# [Brief]
Beginning with the first line and ending with the one containing "use crate::value::ValueKind;", copy the lines of the listing below exactly; omit everything else.
** The data follows **
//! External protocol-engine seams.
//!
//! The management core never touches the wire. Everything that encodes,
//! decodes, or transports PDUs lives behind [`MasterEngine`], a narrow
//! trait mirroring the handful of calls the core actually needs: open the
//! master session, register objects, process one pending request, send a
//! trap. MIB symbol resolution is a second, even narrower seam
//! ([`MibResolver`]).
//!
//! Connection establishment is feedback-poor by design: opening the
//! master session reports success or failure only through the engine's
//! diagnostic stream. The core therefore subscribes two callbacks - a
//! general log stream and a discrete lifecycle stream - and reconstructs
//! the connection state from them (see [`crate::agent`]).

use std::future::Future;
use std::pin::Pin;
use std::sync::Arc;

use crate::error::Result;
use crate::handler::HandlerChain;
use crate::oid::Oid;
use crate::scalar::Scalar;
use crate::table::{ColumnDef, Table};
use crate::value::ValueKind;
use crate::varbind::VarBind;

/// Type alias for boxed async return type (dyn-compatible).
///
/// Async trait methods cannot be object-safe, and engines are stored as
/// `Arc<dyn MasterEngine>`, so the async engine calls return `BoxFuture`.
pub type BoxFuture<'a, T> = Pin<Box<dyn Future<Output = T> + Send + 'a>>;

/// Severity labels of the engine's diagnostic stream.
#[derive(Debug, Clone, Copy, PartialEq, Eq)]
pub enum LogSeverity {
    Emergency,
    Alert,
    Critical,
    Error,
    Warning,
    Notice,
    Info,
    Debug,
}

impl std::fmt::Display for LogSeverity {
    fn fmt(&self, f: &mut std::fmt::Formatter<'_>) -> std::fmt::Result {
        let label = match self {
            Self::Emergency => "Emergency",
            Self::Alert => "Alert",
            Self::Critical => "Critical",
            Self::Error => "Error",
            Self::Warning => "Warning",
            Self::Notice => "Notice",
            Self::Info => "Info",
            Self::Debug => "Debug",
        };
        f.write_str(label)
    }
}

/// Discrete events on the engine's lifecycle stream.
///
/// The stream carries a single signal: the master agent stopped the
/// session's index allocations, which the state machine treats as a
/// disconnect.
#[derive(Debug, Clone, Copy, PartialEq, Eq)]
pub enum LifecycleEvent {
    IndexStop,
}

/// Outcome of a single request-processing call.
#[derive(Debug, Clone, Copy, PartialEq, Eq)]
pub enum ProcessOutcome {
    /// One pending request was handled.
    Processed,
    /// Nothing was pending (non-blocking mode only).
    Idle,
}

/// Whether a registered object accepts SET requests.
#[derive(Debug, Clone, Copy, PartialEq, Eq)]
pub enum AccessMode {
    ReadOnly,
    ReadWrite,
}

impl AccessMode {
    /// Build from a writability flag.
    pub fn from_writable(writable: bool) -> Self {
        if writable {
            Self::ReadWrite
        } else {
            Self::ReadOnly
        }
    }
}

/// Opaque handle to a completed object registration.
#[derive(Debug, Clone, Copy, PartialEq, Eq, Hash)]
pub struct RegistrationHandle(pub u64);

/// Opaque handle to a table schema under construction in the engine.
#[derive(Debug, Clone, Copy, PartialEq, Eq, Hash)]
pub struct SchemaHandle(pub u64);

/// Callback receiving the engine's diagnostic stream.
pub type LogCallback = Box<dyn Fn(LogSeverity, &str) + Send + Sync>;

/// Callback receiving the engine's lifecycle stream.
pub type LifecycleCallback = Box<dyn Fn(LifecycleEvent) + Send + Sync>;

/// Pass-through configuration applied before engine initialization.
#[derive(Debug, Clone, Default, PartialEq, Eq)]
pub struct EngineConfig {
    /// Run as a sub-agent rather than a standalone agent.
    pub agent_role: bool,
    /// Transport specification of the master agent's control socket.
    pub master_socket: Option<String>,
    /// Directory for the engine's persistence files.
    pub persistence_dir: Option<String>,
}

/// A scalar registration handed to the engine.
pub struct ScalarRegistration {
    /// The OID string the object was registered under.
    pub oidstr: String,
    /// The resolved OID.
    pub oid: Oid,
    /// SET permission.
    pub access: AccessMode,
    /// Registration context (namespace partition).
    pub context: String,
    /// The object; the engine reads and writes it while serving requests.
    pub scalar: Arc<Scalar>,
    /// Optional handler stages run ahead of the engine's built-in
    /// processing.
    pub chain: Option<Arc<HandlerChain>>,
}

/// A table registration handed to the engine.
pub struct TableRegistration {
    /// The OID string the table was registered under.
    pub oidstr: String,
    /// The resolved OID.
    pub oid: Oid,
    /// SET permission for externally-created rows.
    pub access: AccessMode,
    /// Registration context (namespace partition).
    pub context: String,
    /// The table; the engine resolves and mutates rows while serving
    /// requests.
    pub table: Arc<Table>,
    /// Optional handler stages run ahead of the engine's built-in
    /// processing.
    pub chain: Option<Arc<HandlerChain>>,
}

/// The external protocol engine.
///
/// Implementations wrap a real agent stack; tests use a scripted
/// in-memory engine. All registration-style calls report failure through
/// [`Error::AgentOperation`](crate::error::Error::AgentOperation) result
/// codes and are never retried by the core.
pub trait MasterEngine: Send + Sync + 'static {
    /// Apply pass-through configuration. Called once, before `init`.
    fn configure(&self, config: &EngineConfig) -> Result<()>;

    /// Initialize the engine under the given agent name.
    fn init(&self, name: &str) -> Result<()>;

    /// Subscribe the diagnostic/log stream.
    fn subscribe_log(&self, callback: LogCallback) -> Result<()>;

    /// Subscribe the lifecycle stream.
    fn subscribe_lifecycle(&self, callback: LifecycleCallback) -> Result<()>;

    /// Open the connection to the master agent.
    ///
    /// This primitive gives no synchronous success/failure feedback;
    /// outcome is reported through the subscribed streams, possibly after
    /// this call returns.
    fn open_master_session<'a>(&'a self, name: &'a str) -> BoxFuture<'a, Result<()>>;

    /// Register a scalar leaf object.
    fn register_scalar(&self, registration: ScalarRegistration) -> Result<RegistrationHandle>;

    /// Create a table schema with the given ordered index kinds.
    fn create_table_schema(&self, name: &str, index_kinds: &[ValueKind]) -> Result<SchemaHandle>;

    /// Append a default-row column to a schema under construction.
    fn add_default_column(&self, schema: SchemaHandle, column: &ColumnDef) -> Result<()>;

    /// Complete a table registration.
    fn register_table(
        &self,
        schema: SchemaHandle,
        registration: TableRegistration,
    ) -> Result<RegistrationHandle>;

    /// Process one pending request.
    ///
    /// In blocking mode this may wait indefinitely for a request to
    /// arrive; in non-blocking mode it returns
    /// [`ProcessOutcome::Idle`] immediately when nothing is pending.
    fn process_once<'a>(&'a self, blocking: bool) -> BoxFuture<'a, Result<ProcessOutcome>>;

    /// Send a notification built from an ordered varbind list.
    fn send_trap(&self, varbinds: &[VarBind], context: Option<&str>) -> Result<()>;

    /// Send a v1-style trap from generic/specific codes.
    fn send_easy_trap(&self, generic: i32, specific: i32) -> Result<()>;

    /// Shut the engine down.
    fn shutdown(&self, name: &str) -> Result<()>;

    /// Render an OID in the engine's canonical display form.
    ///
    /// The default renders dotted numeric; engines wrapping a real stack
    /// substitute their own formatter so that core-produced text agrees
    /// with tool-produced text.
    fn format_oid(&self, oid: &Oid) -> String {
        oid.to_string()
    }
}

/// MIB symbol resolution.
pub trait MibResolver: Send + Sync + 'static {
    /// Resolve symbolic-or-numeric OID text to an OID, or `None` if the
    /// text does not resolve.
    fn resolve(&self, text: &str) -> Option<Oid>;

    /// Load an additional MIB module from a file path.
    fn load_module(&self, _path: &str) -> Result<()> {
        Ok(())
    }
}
** End of The data **
# [Response to this exercise]
//! External protocol-engine seams.
//!
//! The management core never touches the wire. Everything that encodes,
//! decodes, or transports PDUs lives behind [`MasterEngine`], a narrow
//! trait mirroring the handful of calls the core actually needs: open the
//! master session, register objects, process one pending request, send a
//! trap. MIB symbol resolution is a second, even narrower seam
//! ([`MibResolver`]).
//!
//! Connection establishment is feedback-poor by design: opening the
//! master session reports success or failure only through the engine's
//! diagnostic stream. The core therefore subscribes two callbacks - a
//! general log stream and a discrete lifecycle stream - and reconstructs
//! the connection state from them (see [`crate::agent`]).

use std::future::Future;
use std::pin::Pin;
use std::sync::Arc;

use crate::error::Result;
use crate::handler::HandlerChain;
use crate::oid::Oid;
use crate::scalar::Scalar;
use crate::table::{ColumnDef, Table};
use crate::value::ValueKind;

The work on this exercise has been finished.